November 28, 2019
Die Welt claims to have discovered Angela Merkel’s last big strategic decision: a firm commitment to an increase in defence spending to 2%, which she gave yesterday in the Bundestag. We agree with the report on one single aspect: her announcement caught the SPD and the opposition leaders by surprise - so much so that they weren’t able to react to it.
Merkel’s target lacks credibility for three reasons: First, she won’t be around to implement it. She cannot commit future parliaments. Second, we all know that she lied about the target before. She gave a commitment to other Nato leaders to achieve the 2% target by 2024. That would have been achievable if she had invested political capital into it. And finally, she is not prepared to give up on the debt brake, as she reaffirmed in the same speech in the Bundestag yesterday. She dismissed the demands for an increase in debt as absurd. We think the following sums up her thinking - and that of the CDU.
"We never had such high investments. You can’t just approve of investments only if they cause the debt to rise."
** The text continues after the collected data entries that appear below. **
pub mod ai;
pub mod blog;
pub mod catalog;
pub mod config;
pub mod contact;
pub mod error;
pub mod health;
pub mod http;
pub mod logging;
pub mod mail;
pub mod metrics;
pub mod rate_limit;
pub mod seo;
pub mod shutdown;
pub mod sitemap;
pub mod state;

pub use config::{CliArgs, ServerConfig};
pub use error::{ApiError, ERROR_METRICS, ErrorCode};
pub use logging::{LoggingConfig, init_logging};
pub use seo::{
    ALL_PRODUCT_CITY_ROUTES, ALL_SERVICE_CITY_ROUTES, CityRoute, GeneratedPage,
    generate_product_city_pages, generate_service_city_pages, get_product_city_page,
    get_service_city_page,
};
pub use shutdown::ShutdownCoordinator;
pub use state::AppState;

use anyhow::Result;
use std::future::IntoFuture;
use std::net::SocketAddr;
use std::sync::Arc;
use tokio::net::TcpListener;

pub async fn run_server(config: ServerConfig) -> Result<()> {
    let config = Arc::new(config);
    let state = Arc::new(AppState::from_config(config.clone()).await?);
    state.refresh_post_metrics().await;

    let catalog = state.catalog();
    tracing::info!(
        products = catalog.products().len(),
        services = catalog.services().len(),
        cities = catalog.cities().len(),
        mailer = state.mailer().name(),
        ai = state.generator().name(),
        admin_api = state.admin_enabled(),
        "starting gauge site backend",
    );

    let coordinator = Arc::new(ShutdownCoordinator::new(config.shutdown_timeout()));
    state
        .rate_limiter()
        .clone()
        .start_cleanup_task(coordinator.token());

    let router = http::router(state.clone());
    let listener = TcpListener::bind(config.http_bind_address).await?;
    let actual_addr = listener.local_addr()?;
    tracing::info!(bind = %actual_addr, base_url = %config.base_url, "listening");

    let signal_coordinator = coordinator.clone();
    let server = axum::serve(
        listener,
        router.into_make_service_with_connect_info::<SocketAddr>(),
    )
    .with_graceful_shutdown(async move {
        signal_coordinator.wait_for_signal().await;
    })
    .into_future();

    coordinator.drain(server, &state).await
}
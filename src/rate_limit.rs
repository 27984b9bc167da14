//! Per-client fixed-window rate limiting for the contact endpoint.
//!
//! One `RateLimiter` is built at startup and shared through `AppState`.
//! Each client key maps to the start of its current window and the number of
//! requests seen in it.

use parking_lot::Mutex;
use std::collections::HashMap;
use std::sync::Arc;
use std::time::{Duration, Instant};
use tokio_util::sync::CancellationToken;

#[derive(Debug, Clone, Copy, PartialEq, Eq)]
pub struct RateLimitConfig {
    pub max_requests: u32,
    pub window: Duration,
}

impl Default for RateLimitConfig {
    fn default() -> Self {
        Self {
            max_requests: 5,
            window: Duration::from_secs(3600),
        }
    }
}

/// Outcome of a rate limit check.
#[derive(Debug, Clone, Copy, PartialEq, Eq)]
pub enum RateDecision {
    Allowed { remaining: u32 },
    Limited { retry_after: Duration },
}

impl RateDecision {
    pub fn is_allowed(&self) -> bool {
        matches!(self, RateDecision::Allowed { .. })
    }
}

#[derive(Debug, Clone, Copy)]
struct Window {
    started: Instant,
    count: u32,
}

#[derive(Debug)]
pub struct RateLimiter {
    config: RateLimitConfig,
    windows: Mutex<HashMap<String, Window>>,
}

impl RateLimiter {
    pub fn new(config: RateLimitConfig) -> Self {
        Self {
            config,
            windows: Mutex::new(HashMap::new()),
        }
    }

    pub fn config(&self) -> RateLimitConfig {
        self.config
    }

    pub fn check(&self, key: &str) -> RateDecision {
        self.check_at(key, Instant::now())
    }

    /// Counts one request for `key` at `now`.
    pub fn check_at(&self, key: &str, now: Instant) -> RateDecision {
        let mut windows = self.windows.lock();
        let window = windows.entry(key.to_string()).or_insert(Window {
            started: now,
            count: 0,
        });

        let elapsed = now.saturating_duration_since(window.started);
        if elapsed >= self.config.window {
            window.started = now;
            window.count = 0;
        }

        if window.count >= self.config.max_requests {
            let retry_after = self
                .config
                .window
                .saturating_sub(now.saturating_duration_since(window.started));
            return RateDecision::Limited { retry_after };
        }

        window.count += 1;
        RateDecision::Allowed {
            remaining: self.config.max_requests - window.count,
        }
    }

    /// Drops windows that expired before `now`. Returns how many were removed.
    pub fn prune_at(&self, now: Instant) -> usize {
        let mut windows = self.windows.lock();
        let before = windows.len();
        windows.retain(|_, w| now.saturating_duration_since(w.started) < self.config.window);
        before - windows.len()
    }

    pub fn tracked_clients(&self) -> usize {
        self.windows.lock().len()
    }

    /// Periodically prunes expired windows until `token` is cancelled.
    pub fn start_cleanup_task(self: Arc<Self>, token: CancellationToken) {
        let period = self.config.window.max(Duration::from_secs(60));
        tokio::spawn(async move {
            let mut interval = tokio::time::interval(period);
            interval.tick().await;
            loop {
                tokio::select! {
                    _ = token.cancelled() => {
                        tracing::debug!("rate limiter cleanup task stopped");
                        break;
                    }
                    _ = interval.tick() => {
                        let removed = self.prune_at(Instant::now());
                        if removed > 0 {
                            tracing::debug!(removed, "pruned expired rate limit windows");
                        }
                    }
                }
            }
        });
    }
}
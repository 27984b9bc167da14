//! HTTP surface: JSON for the front end, XML for the sitemap, plain text for
//! robots.txt and metrics.

pub mod admin;
pub mod blog;
pub mod contact;
pub mod extract;
pub mod middleware;
pub mod pages;

use axum::Router;
use axum::extract::OriginalUri;
use axum::http::StatusCode;
use axum::routing::{get, post};
use std::sync::Arc;

use crate::error::ApiError;
use crate::health::{self, HealthChecker};
use crate::metrics::METRICS;
use crate::state::AppState;

pub fn router(state: Arc<AppState>) -> Router {
    let health_checker = Arc::new(HealthChecker::new(state.clone()));
    let health_routes = Router::new()
        .route("/health", get(health::liveness_handler))
        .route("/ready", get(health::readiness_handler))
        .route("/health/components", get(health::components_handler))
        .with_state(health_checker);

    let admin_routes = Router::new()
        .route(
            "/admin/posts",
            get(admin::list_posts).post(admin::create_post),
        )
        .route("/admin/posts/generate", post(admin::generate_draft))
        .route(
            "/admin/posts/{id}",
            get(admin::get_post)
                .put(admin::update_post)
                .delete(admin::delete_post),
        )
        .route("/admin/posts/{id}/publish", post(admin::publish_post))
        .route("/admin/posts/{id}/unpublish", post(admin::unpublish_post));

    Router::new()
        .route("/", get(pages::home))
        .route("/products", get(pages::list_products))
        .route("/products/{slug}", get(pages::product_page))
        .route("/services", get(pages::list_services))
        .route("/services/{slug}", get(pages::service_page))
        .route("/locations", get(pages::locations))
        .route("/blog", get(blog::list))
        .route("/blog/{slug}", get(blog::show))
        .route("/api/contact", post(contact::submit))
        .route("/sitemap.xml", get(pages::sitemap))
        .route("/robots.txt", get(pages::robots))
        .merge(admin_routes)
        .with_state(state)
        .merge(health_routes)
        .route("/metrics", get(metrics_handler))
        .fallback(not_found)
        .layer(axum::middleware::from_fn(middleware::track_requests))
}

async fn metrics_handler() -> (StatusCode, String) {
    (StatusCode::OK, METRICS.encode())
}

async fn not_found(OriginalUri(uri): OriginalUri) -> ApiError {
    ApiError::not_found()
        .message(format!("no route for {}", uri.path()))
        .build()
}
We see the best, albeit small, hope in a German policy shift on security through an alliance between the CDU/CSU and the Greens. The Greens could be persuaded to accept higher defence spending in a European context. The CDU would in turn have to accept a massive increase in policies to wean Germany off its carbon addiction. We are not predicting that this will happen. We are saying that, if it happens, then this is the only conceivable political constellation in which it might.
More likely, it might not. Josef Janning characterised the current state of German confusion on security and European integration very well. He makes the point that Germany’s wish for ever closer union has become a veneer - something the political class supports officially but is not willing to invest any political capital in. Janning fears that a pro-European agenda may fail to win a majority among German voters. We think the following is spot on:
"The Germans continue to like ‘more Europe’ as a distant vision, but reject it as an operational strategy. The German elite has developed a taste for a national approach to the European agenda – which, conveniently, it can pursue while using widespread doubt about the feasibility of deeper integration as cover. The national approach puts the defence of one’s own short-term interests over presumed European interests; it helps fend off spending demands from others."
He predicts that there will be no return to a pro-integrationist position. That will be Merkel’s permanent legacy. Germany is also not interested in a stronger international role, either for itself or for the EU. Only a big shock could shift this equilibrium.